Sovremennye problemy distantsionnogo zondirovaniya Zemli iz kosmosa, 2022, Vol. 19, No. 4, pp. 168-180

Optical-microwave diagnostics of agricultural land afforestation

A.V. Dmitriev 1 , T.N. Chimitdorzhiev 1 , S.I. Dobrynin 1 , O.A. Khudaiberdieva 1 , I.I. Kirbizhekova 1 
1 Institute of Physical Materials Science SB RAS, Ulan-Ude, Russia
Accepted: 26.07.2022
DOI: 10.21046/2070-7401-2022-19-4-168-180
A method for comprehensive assessment of pine forest afforestation at abandoned agricultural fields is proposed in the context of clarifying carbon sequestration by Siberian boreal forests. The method is based on the correlation assessment between forest undergrowth biomass and the radar backscattering in L band as well as the analysis of long-term series of vegetation indices during the presence of snow cover.

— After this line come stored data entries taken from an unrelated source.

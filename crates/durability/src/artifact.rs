//! Snapshot artifact file
//!
//! The artifact is a plain text file with one insert statement per line, in
//! record id order. It is write-once:
//!
//! - the writer appends to `<artifact>.partial` and only renames it into place
//!   in [`ArtifactWriter::finish`], after flushing and syncing
//! - a writer dropped without `finish` removes its partial file
//! - the manifest is written last, so its presence implies a complete artifact
//!
//! The reader decodes every line before returning anything, so a damaged
//! artifact is rejected as a whole.

use crate::error::{DurabilityError, DurabilityResult};
use crate::manifest::{manifest_path, xxh3_hex, ArtifactManifest, ARTIFACT_FORMAT_VERSION};
use kinesnap_core::{Error, KvRecord, RecordSink, Revision};
use kinesnap_translate::{decode, emit};
use std::fs::{self, File};
use std::io::{BufWriter, Write};
use std::path::{Path, PathBuf};
use tracing::{debug, info, warn};
use xxhash_rust::xxh3::Xxh3;

/// Append-only writer for a snapshot artifact
pub struct ArtifactWriter {
    path: PathBuf,
    partial_path: PathBuf,
    writer: Option<BufWriter<File>>,
    hasher: Xxh3,
    record_count: u64,
    first_id: Option<Revision>,
    last_id: Option<Revision>,
}

impl ArtifactWriter {
    /// Start a new artifact at `path`
    ///
    /// Any previous artifact at `path` stays untouched until `finish`.
    pub fn create(path: impl Into<PathBuf>) -> DurabilityResult<Self> {
        let path = path.into();
        if let Some(parent) = path.parent().filter(|p| !p.as_os_str().is_empty()) {
            fs::create_dir_all(parent).map_err(|e| DurabilityError::io(parent, e))?;
        }
        let partial_path = partial_path(&path);
        let file = File::create(&partial_path).map_err(|e| DurabilityError::io(&partial_path, e))?;
        debug!("Writing artifact to {}", partial_path.display());

        Ok(ArtifactWriter {
            path,
            partial_path,
            writer: Some(BufWriter::new(file)),
            hasher: Xxh3::new(),
            record_count: 0,
            first_id: None,
            last_id: None,
        })
    }

    /// Final artifact path
    pub fn path(&self) -> &Path {
        &self.path
    }

    /// Records written so far
    pub fn record_count(&self) -> u64 {
        self.record_count
    }

    /// Flush, sync and move the artifact into place, then write its manifest
    pub fn finish(mut self) -> DurabilityResult<ArtifactManifest> {
        let writer = match self.writer.take() {
            Some(writer) => writer,
            None => return Err(DurabilityError::NotFound(self.partial_path.clone())),
        };
        let file = writer
            .into_inner()
            .map_err(|e| DurabilityError::io(&self.partial_path, e.into_error()))?;
        file.sync_all()
            .map_err(|e| DurabilityError::io(&self.partial_path, e))?;
        drop(file);

        fs::rename(&self.partial_path, &self.path)
            .map_err(|e| DurabilityError::io(&self.path, e))?;

        let manifest = ArtifactManifest {
            format_version: ARTIFACT_FORMAT_VERSION,
            record_count: self.record_count,
            first_id: self.first_id,
            last_id: self.last_id,
            checksum: format!("{:016x}", self.hasher.digest()),
            created_at: chrono::Utc::now().to_rfc3339(),
        };
        manifest.write(&manifest_path(&self.path))?;

        info!(
            "Wrote {} records to {}",
            self.record_count,
            self.path.display()
        );
        Ok(manifest)
    }

    fn append(&mut self, record: &KvRecord) -> kinesnap_core::Result<()> {
        if let Some(last) = self.last_id {
            if record.id <= last {
                return Err(Error::MalformedRecord(format!(
                    "record id {} does not increase past {}",
                    record.id, last
                )));
            }
        }

        let mut line = emit(record)?;
        line.push(b'\n');

        let writer = self
            .writer
            .as_mut()
            .ok_or_else(|| Error::not_found("open artifact", &self.partial_path))?;
        writer
            .write_all(&line)
            .map_err(|e| Error::io(&self.partial_path, e))?;

        self.hasher.update(&line);
        self.record_count += 1;
        self.first_id.get_or_insert(record.id);
        self.last_id = Some(record.id);
        Ok(())
    }
}

impl RecordSink for ArtifactWriter {
    fn write_record(&mut self, record: &KvRecord) -> kinesnap_core::Result<()> {
        self.append(record)
    }
}

impl Drop for ArtifactWriter {
    fn drop(&mut self) {
        if self.writer.take().is_some() {
            if let Err(e) = fs::remove_file(&self.partial_path) {
                warn!(
                    "Failed to remove partial artifact {}: {}",
                    self.partial_path.display(),
                    e
                );
            }
        }
    }
}

fn partial_path(path: &Path) -> PathBuf {
    let mut name = path.file_name().map(|n| n.to_os_string()).unwrap_or_default();
    name.push(".partial");
    path.with_file_name(name)
}

/// One decoded line of an artifact
#[derive(Debug, Clone, PartialEq, Eq)]
pub struct Statement {
    /// 1-based line number
    pub line: usize,
    /// Statement text, without the line terminator
    pub text: String,
    /// Record the statement inserts
    pub record: KvRecord,
}

/// Reader for snapshot artifacts
pub struct ArtifactReader;

impl ArtifactReader {
    /// Read the artifact's manifest, if one was written
    pub fn read_manifest(artifact: &Path) -> DurabilityResult<Option<ArtifactManifest>> {
        let path = manifest_path(artifact);
        if !path.exists() {
            return Ok(None);
        }
        ArtifactManifest::read(&path).map(Some)
    }

    /// Read and decode every statement
    ///
    /// When `verify` is set and a manifest exists, the checksum and record
    /// count must match it.
    pub fn read_statements(artifact: &Path, verify: bool) -> DurabilityResult<Vec<Statement>> {
        if !artifact.is_file() {
            return Err(DurabilityError::NotFound(artifact.to_path_buf()));
        }
        let data = fs::read(artifact).map_err(|e| DurabilityError::io(artifact, e))?;

        let manifest = if verify {
            Self::read_manifest(artifact)?
        } else {
            None
        };
        if let Some(manifest) = &manifest {
            let actual = xxh3_hex(&data);
            if actual != manifest.checksum {
                return Err(DurabilityError::ChecksumMismatch {
                    path: artifact.to_path_buf(),
                    expected: manifest.checksum.clone(),
                    actual,
                });
            }
        }

        let statements = Self::decode_all(artifact, &data)?;

        if let Some(manifest) = &manifest {
            if manifest.record_count != statements.len() as u64 {
                return Err(DurabilityError::CountMismatch {
                    expected: manifest.record_count,
                    actual: statements.len() as u64,
                });
            }
        }
        Ok(statements)
    }

    /// Read and decode every record, verifying against the manifest
    pub fn read_records(artifact: &Path) -> DurabilityResult<Vec<KvRecord>> {
        Ok(Self::read_statements(artifact, true)?
            .into_iter()
            .map(|s| s.record)
            .collect())
    }

    fn decode_all(artifact: &Path, data: &[u8]) -> DurabilityResult<Vec<Statement>> {
        let malformed = |line: usize, source: Error| DurabilityError::MalformedStatement {
            path: artifact.to_path_buf(),
            line,
            source,
        };

        let mut statements = Vec::new();
        let mut last_id: Option<Revision> = None;
        let mut rest = data;
        let mut line = 0;

        while !rest.is_empty() {
            line += 1;
            let Some(end) = rest.iter().position(|b| *b == b'\n') else {
                return Err(malformed(
                    line,
                    Error::MalformedRecord("last statement is not terminated".to_string()),
                ));
            };
            let raw = &rest[..end];
            rest = &rest[end + 1..];

            let record = decode(raw).map_err(|e| malformed(line, e))?;
            if last_id.map_or(false, |last| record.id <= last) {
                return Err(malformed(
                    line,
                    Error::MalformedRecord(format!("record id {} is out of order", record.id)),
                ));
            }
            last_id = Some(record.id);

            let text = String::from_utf8(raw.to_vec()).map_err(|_| {
                malformed(line, Error::MalformedRecord("statement is not UTF-8".to_string()))
            })?;
            statements.push(Statement { line, text, record });
        }
        Ok(statements)
    }
}
//! ArgMatches → CliAction conversion.

use clap::ArgMatches;
use kinesnap::translate::TranslateOptions;
use std::path::PathBuf;

/// What the user asked for.
#[derive(Debug, Clone, PartialEq, Eq)]
pub enum CliAction {
    /// Extract a compressed bundle.
    Extract {
        archive: PathBuf,
        ticket: Option<String>,
    },
    /// Write the snapshot artifact only.
    Translate {
        output: Option<PathBuf>,
        options: TranslateOptions,
    },
    /// Translate, create the cluster and load the snapshot.
    Up { options: TranslateOptions },
    /// Tear the cluster down.
    Down,
    /// Table of pods with captured logs.
    LogList,
    /// Page one pod's log.
    LogView { namespace: String, pod: String },
    /// Verify and summarize an artifact.
    Inspect {
        artifact: PathBuf,
        verify: bool,
        keys: bool,
    },
}

/// Convert clap ArgMatches into a CliAction.
pub fn matches_to_action(matches: &ArgMatches) -> Result<CliAction, String> {
    let (sub_name, m) = matches
        .subcommand()
        .ok_or_else(|| "No command provided".to_string())?;

    match sub_name {
        "extract" => Ok(CliAction::Extract {
            archive: required_path(m, "archive")?,
            ticket: m.get_one::<String>("ticket").cloned(),
        }),
        "translate" => Ok(CliAction::Translate {
            output: m.get_one::<PathBuf>("output").cloned(),
            options: translate_options(m),
        }),
        "up" => Ok(CliAction::Up {
            options: translate_options(m),
        }),
        "down" => Ok(CliAction::Down),
        "log" => parse_log(m),
        "inspect" => Ok(CliAction::Inspect {
            artifact: required_path(m, "artifact")?,
            verify: !m.get_flag("no-verify"),
            keys: m.get_flag("keys"),
        }),
        other => Err(format!("Unknown command: {}", other)),
    }
}

fn parse_log(m: &ArgMatches) -> Result<CliAction, String> {
    if let Some(("ls", _)) = m.subcommand() {
        return Ok(CliAction::LogList);
    }
    match (m.get_one::<String>("namespace"), m.get_one::<String>("pod")) {
        (Some(namespace), Some(pod)) => Ok(CliAction::LogView {
            namespace: namespace.clone(),
            pod: pod.clone(),
        }),
        (None, None) => Ok(CliAction::LogList),
        _ => Err("Both a namespace and a pod name are required".to_string()),
    }
}

fn translate_options(m: &ArgMatches) -> TranslateOptions {
    let mut options = TranslateOptions::default();
    if let Some(start) = m.get_one::<i64>("start-revision") {
        options = options.start_revision(*start);
    }
    // `up` has no stride flag.
    if let Ok(Some(stride)) = m.try_get_one::<i64>("stride") {
        options = options.stride(*stride);
    }
    options
}

fn required_path(m: &ArgMatches, id: &str) -> Result<PathBuf, String> {
    m.get_one::<PathBuf>(id)
        .cloned()
        .ok_or_else(|| format!("Missing argument: {}", id))
}
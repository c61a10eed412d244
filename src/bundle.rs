//! Bundle facade
//!
//! An extracted support bundle on disk and everything that can be done with
//! it.

use crate::error::{Error, Result};
use kinesnap_archive::{BundleExtractor, ExtractReport};
use kinesnap_cluster::replay::translate_bundle;
use kinesnap_cluster::{CommandRunner, DownReport, PodLogIndex, Replay, ReplayLayout, UpReport};
use kinesnap_core::KvRecord;
use kinesnap_durability::ArtifactManifest;
use kinesnap_translate::{TranslateOptions, TranslationEvent, TranslationReport, Translator};
use std::path::{Path, PathBuf};

/// An extracted support bundle
#[derive(Debug, Clone)]
pub struct Bundle {
    root: PathBuf,
}

impl Bundle {
    /// Open the bundle extracted at `root`
    pub fn open(root: impl Into<PathBuf>) -> Result<Self> {
        let root = root.into();
        if !root.is_dir() {
            return Err(Error::BundleNotFound(root.display().to_string()));
        }
        Ok(Bundle { root })
    }

    /// Extract `archive` for `ticket` under `tickets_dir` and open the result
    pub fn extract(tickets_dir: &Path, archive: &Path, ticket: &str) -> Result<(Self, ExtractReport)> {
        let report = BundleExtractor::new(tickets_dir).extract(archive, ticket)?;
        let bundle = Bundle::open(&report.bundle_dir)?;
        Ok((bundle, report))
    }

    /// Bundle root directory
    pub fn root(&self) -> &Path {
        &self.root
    }

    /// Working layout used by `up`/`down`
    pub fn layout(&self) -> ReplayLayout {
        ReplayLayout::for_bundle(&self.root)
    }

    /// Translate into an in-memory list of records
    pub fn records(&self, options: TranslateOptions) -> Result<(Vec<KvRecord>, TranslationReport)> {
        let mut records = Vec::new();
        let report = Translator::new(options)?.translate(&self.root, &mut records)?;
        Ok((records, report))
    }

    /// Translate into an artifact at `artifact`
    pub fn translate_to(
        &self,
        artifact: &Path,
        options: TranslateOptions,
        observer: &mut dyn FnMut(&TranslationEvent),
    ) -> Result<(TranslationReport, ArtifactManifest)> {
        Ok(translate_bundle(&self.root, artifact, options, observer)?)
    }

    /// Replay into a fresh cluster
    pub fn up(
        &self,
        runner: &mut dyn CommandRunner,
        options: TranslateOptions,
        observer: &mut dyn FnMut(&TranslationEvent),
    ) -> Result<UpReport> {
        Ok(Replay::new(self.layout(), runner).up(options, observer)?)
    }

    /// Tear the replay down
    pub fn down(&self, runner: &mut dyn CommandRunner) -> Result<DownReport> {
        Ok(Replay::new(self.layout(), runner).down()?)
    }

    /// Captured pod logs
    pub fn pod_logs(&self) -> Result<PodLogIndex> {
        Ok(PodLogIndex::locate(&self.root)?)
    }
}

#[cfg(test)]
mod tests {
    use super::*;
    use tempfile::TempDir;

    #[test]
    fn test_open_missing() {
        let temp_dir = TempDir::new().unwrap();
        let err = Bundle::open(temp_dir.path().join("bundle-x")).unwrap_err();
        assert!(err.is_not_found());
    }

    #[test]
    fn test_records_without_resources() {
        let temp_dir = TempDir::new().unwrap();
        let bundle = Bundle::open(temp_dir.path()).unwrap();
        let err = bundle.records(TranslateOptions::default()).unwrap_err();
        assert!(err.is_not_found());
    }
}
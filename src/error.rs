//! Unified error type for kinesnap.
//!
//! Wraps the error of every layer so callers of the facade deal with a single
//! type.

use kinesnap_archive::ArchiveError;
use kinesnap_cluster::ClusterError;
use kinesnap_durability::DurabilityError;
use thiserror::Error;

/// All kinesnap errors.
#[derive(Debug, Error)]
pub enum Error {
    /// Bundle directory does not exist
    #[error("bundle not found: {0}")]
    BundleNotFound(String),

    /// Translation failed
    #[error(transparent)]
    Translate(#[from] kinesnap_core::Error),

    /// Artifact or store load failed
    #[error(transparent)]
    Durability(#[from] DurabilityError),

    /// Extraction failed
    #[error(transparent)]
    Archive(#[from] ArchiveError),

    /// Cluster, replay or log inspection failed
    #[error(transparent)]
    Cluster(#[from] ClusterError),
}

/// Result type for kinesnap operations.
pub type Result<T> = std::result::Result<T, Error>;

impl Error {
    /// Check if this error means something expected was absent.
    pub fn is_not_found(&self) -> bool {
        match self {
            Error::BundleNotFound(_) => true,
            Error::Translate(e) => e.is_not_found(),
            Error::Durability(e) => matches!(e, DurabilityError::NotFound(_)),
            Error::Archive(e) => matches!(e, ArchiveError::NotFound(_)),
            Error::Cluster(ClusterError::NotFound { .. }) => true,
            Error::Cluster(ClusterError::Translate(e)) => e.is_not_found(),
            Error::Cluster(ClusterError::Durability(DurabilityError::NotFound(_))) => true,
            Error::Cluster(_) => false,
        }
    }

    /// Check if this error is about malformed input data.
    pub fn is_malformed(&self) -> bool {
        match self {
            Error::Translate(e) | Error::Cluster(ClusterError::Translate(e)) => e.is_malformed(),
            Error::Durability(e) | Error::Cluster(ClusterError::Durability(e)) => matches!(
                e,
                DurabilityError::MalformedStatement { .. }
                    | DurabilityError::ChecksumMismatch { .. }
                    | DurabilityError::CountMismatch { .. }
            ),
            _ => false,
        }
    }
}
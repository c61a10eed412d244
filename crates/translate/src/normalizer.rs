//! Object normalizer
//!
//! Parses one resource file and turns each entry of its `items` list into a
//! [`CapturedObject`]. The stored value of an object is its canonical JSON:
//! compact, object keys in lexicographic order, no HTML escaping, no trailing
//! newline. That is the form the API server itself reads back from the store.

use kinesnap_core::{CapturedObject, Error, Result};
use serde::Deserialize;
use serde_json::Value;
use std::path::Path;

/// Top-level shape of a resource file
#[derive(Debug, Deserialize)]
struct ResourceList {
    #[serde(default)]
    items: Option<Vec<Value>>,
}

/// Parse a resource file's contents into captured objects
///
/// Returns an empty vector when the file has no items. Any item lacking a
/// non-empty `kind`, `apiVersion` or `metadata.name` fails the whole file.
pub fn normalize(path: &Path, contents: &[u8]) -> Result<Vec<CapturedObject>> {
    if contents.iter().all(u8::is_ascii_whitespace) {
        return Ok(Vec::new());
    }

    let list: Option<ResourceList> = serde_yaml::from_slice(contents)
        .map_err(|e| Error::malformed_document(path, e.to_string()))?;
    let items = list.and_then(|l| l.items).unwrap_or_default();

    items
        .iter()
        .enumerate()
        .map(|(index, item)| normalize_item(path, index, item))
        .collect()
}

fn normalize_item(path: &Path, index: usize, item: &Value) -> Result<CapturedObject> {
    let object = item
        .as_object()
        .ok_or_else(|| Error::malformed(path, index, "item is not a mapping"))?;

    let kind = required_str(object.get("kind"))
        .ok_or_else(|| Error::malformed(path, index, "missing kind"))?;
    let api_version = required_str(object.get("apiVersion"))
        .ok_or_else(|| Error::malformed(path, index, "missing apiVersion"))?;
    let metadata = object
        .get("metadata")
        .and_then(Value::as_object)
        .ok_or_else(|| Error::malformed(path, index, "missing metadata"))?;
    let name = required_str(metadata.get("name"))
        .ok_or_else(|| Error::malformed(path, index, "missing metadata.name"))?;

    let namespace = match metadata.get("namespace") {
        None | Some(Value::Null) => None,
        Some(Value::String(ns)) if ns.is_empty() => None,
        Some(Value::String(ns)) => Some(ns.clone()),
        Some(_) => {
            return Err(Error::malformed(
                path,
                index,
                "metadata.namespace is not a string",
            ))
        }
    };

    Ok(CapturedObject {
        kind: kind.to_string(),
        api_version: api_version.to_string(),
        name: name.to_string(),
        namespace,
        raw_value: canonical_json(item)?.into_bytes(),
    })
}

fn required_str(value: Option<&Value>) -> Option<&str> {
    value.and_then(Value::as_str).filter(|s| !s.is_empty())
}

/// Encode a JSON value canonically: compact, object keys in sorted order
pub fn canonical_json(value: &Value) -> Result<String> {
    serde_json::to_string(value).map_err(|e| Error::Serialization(e.to_string()))
}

Data from synthetic aperture radars (SAR) ALOS 1, -2/PALSAR 1, -2, as well as 32 day composites of vegetation indices NDVI and EVI, obtained with the help of Google Earth Engine (GEE) cloud platform from multispectral optical images of Landsat-5, -7, -8 satellites were used for the research. Two areas of afforestation were considered for comparative assessment near Lake Baikal, the change of which was tracked using multi-temporal high-resolution data from the Google Earth service. A continuous increase of the radar backscattering from forest young growth for 14–15 years has been shown as a result of the conducted investigations. During this time period the total biomass of undergrowth (trunks and branches) reaches values at which further growth of trees does not affect the level of the radar backscattering, i.e. the «saturation» effect occurs. It is established that in the initial period of growth of young trees, the temporal dynamics of the backscattering intensity on cross-polarization can be described by a linear dependence (the coefficient of determination is greater than 0.9). A certain agreement was found between the dynamics of the EVI index and the radar backscattering intensity for one of the test sites, which is characterized by earlier and uniform afforestation. It is concluded that the proposed approach allows identifying the period of intense growth of forest undergrowth and can be used as a basis for forest classification in determining carbon sequestration.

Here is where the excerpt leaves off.